EXERCISE DESCRIPTION: From the entries below, transcribe exactly the lines between the line holding "pub(crate) const BITS_PER_BYTE: usize = 8;" and the line holding "the final byte.", inclusive; skip all other lines.

Dataset items:
Start of Block
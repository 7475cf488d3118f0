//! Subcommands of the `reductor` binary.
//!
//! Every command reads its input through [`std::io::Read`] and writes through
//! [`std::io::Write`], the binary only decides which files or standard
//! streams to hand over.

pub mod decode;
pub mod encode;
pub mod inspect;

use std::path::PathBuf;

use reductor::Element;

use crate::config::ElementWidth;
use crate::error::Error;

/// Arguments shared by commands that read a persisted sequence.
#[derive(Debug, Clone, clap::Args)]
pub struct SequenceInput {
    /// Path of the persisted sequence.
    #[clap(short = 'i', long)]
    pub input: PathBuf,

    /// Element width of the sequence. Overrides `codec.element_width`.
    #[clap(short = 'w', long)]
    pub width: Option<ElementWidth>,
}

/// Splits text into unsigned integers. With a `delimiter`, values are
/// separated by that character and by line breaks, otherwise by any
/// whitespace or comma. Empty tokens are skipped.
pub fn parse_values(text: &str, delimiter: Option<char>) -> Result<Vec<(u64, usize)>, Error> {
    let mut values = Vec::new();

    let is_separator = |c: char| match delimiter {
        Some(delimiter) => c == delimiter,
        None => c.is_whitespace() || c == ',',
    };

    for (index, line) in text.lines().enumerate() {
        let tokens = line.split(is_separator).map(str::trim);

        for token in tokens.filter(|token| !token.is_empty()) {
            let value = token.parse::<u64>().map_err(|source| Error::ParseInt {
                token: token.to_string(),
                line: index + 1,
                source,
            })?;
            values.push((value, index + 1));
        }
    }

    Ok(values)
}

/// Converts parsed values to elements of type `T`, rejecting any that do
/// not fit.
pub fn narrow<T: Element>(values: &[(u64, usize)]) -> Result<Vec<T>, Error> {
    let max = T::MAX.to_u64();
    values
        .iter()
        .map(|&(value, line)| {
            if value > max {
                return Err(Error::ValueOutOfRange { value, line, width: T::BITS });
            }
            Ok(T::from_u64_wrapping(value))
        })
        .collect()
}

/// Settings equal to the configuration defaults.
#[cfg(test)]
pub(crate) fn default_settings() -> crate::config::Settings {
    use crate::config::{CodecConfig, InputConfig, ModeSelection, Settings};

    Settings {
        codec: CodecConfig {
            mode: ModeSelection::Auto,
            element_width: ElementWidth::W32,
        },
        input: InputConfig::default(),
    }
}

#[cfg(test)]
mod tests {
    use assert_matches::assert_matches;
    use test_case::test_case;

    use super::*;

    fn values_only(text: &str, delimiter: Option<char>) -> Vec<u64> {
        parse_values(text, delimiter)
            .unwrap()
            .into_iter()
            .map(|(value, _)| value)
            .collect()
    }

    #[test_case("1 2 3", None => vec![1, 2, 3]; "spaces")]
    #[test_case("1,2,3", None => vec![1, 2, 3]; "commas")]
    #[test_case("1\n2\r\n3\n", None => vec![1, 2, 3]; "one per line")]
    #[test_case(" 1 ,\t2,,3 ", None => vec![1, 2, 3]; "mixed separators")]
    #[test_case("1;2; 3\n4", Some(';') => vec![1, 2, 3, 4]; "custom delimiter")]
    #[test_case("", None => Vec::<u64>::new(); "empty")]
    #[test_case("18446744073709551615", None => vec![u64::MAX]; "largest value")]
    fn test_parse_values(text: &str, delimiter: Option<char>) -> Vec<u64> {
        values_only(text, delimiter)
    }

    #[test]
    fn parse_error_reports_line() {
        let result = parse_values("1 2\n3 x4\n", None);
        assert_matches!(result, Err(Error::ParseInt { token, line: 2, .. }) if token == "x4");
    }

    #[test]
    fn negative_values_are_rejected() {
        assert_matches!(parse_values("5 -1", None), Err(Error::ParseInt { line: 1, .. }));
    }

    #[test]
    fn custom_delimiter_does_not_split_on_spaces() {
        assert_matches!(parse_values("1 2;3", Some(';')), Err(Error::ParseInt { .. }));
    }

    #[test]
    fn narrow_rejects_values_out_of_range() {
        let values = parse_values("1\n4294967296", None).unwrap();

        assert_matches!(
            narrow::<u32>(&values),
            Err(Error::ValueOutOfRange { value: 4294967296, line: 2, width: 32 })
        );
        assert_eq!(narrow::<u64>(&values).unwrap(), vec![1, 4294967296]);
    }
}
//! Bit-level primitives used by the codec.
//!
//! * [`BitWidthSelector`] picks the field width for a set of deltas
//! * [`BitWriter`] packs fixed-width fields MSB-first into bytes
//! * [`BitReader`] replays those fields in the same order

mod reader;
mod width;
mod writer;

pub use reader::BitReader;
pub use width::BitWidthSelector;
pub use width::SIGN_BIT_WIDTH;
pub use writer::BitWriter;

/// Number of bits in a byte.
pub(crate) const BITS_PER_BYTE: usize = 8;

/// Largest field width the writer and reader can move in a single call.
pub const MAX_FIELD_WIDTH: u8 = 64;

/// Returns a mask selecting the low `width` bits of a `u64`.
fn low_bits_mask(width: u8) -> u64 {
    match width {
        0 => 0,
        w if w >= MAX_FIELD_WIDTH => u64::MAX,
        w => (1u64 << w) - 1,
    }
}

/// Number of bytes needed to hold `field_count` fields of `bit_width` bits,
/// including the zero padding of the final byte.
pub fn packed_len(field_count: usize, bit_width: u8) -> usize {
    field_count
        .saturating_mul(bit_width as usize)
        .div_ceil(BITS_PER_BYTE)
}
End of Block
ANSWER SPACE:
pub(crate) const BITS_PER_BYTE: usize = 8;

/// Largest field width the writer and reader can move in a single call.
pub const MAX_FIELD_WIDTH: u8 = 64;

/// Returns a mask selecting the low `width` bits of a `u64`.
fn low_bits_mask(width: u8) -> u64 {
    match width {
        0 => 0,
        w if w >= MAX_FIELD_WIDTH => u64::MAX,
        w => (1u64 << w) - 1,
    }
}

/// Number of bytes needed to hold `field_count` fields of `bit_width` bits,
/// including the zero padding of the final byte.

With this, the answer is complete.